Items from a data source
◆ ◆ ◆
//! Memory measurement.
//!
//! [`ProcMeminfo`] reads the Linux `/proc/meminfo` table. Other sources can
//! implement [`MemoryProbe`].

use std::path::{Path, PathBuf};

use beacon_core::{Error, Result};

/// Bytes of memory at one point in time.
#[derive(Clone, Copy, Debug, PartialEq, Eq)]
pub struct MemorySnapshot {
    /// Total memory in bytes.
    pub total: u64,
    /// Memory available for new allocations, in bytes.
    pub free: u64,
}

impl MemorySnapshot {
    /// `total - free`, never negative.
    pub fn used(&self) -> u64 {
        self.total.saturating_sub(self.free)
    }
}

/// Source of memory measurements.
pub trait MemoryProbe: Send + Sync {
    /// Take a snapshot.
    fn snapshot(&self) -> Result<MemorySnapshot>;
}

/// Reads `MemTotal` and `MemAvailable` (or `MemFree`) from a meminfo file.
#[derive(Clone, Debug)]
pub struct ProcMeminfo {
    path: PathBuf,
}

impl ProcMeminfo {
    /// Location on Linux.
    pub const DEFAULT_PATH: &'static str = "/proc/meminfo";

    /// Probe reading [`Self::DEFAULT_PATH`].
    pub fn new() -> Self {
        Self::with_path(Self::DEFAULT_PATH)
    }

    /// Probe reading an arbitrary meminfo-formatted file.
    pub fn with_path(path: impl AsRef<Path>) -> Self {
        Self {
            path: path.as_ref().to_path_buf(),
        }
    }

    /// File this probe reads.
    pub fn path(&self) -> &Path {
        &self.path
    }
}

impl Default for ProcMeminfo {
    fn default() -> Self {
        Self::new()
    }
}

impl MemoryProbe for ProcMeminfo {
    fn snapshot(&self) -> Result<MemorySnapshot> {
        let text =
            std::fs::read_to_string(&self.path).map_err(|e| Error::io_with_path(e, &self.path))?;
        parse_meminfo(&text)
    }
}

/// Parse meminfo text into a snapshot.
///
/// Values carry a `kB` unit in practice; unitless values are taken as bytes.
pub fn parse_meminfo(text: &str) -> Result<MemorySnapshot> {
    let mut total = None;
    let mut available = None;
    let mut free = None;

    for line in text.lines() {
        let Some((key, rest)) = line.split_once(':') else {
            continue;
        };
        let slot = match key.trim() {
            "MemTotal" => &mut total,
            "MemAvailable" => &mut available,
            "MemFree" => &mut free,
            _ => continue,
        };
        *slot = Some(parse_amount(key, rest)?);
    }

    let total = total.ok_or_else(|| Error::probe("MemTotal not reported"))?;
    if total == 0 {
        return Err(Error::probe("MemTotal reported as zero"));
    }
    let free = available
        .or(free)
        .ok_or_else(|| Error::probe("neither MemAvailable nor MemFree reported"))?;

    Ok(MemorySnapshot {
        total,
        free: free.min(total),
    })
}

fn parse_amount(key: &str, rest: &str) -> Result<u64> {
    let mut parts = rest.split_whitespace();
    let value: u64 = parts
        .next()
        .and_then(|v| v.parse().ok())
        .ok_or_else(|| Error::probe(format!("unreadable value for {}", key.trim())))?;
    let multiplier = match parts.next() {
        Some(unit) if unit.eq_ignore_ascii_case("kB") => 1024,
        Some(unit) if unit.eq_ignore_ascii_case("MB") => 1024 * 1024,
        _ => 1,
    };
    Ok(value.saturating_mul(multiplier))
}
◆ ◆ ◆
▸ About this exercise: Your response should contain each line of the entries above that holds the string "struct".

▸ Expected output:
pub struct MemorySnapshot {
pub struct ProcMeminfo {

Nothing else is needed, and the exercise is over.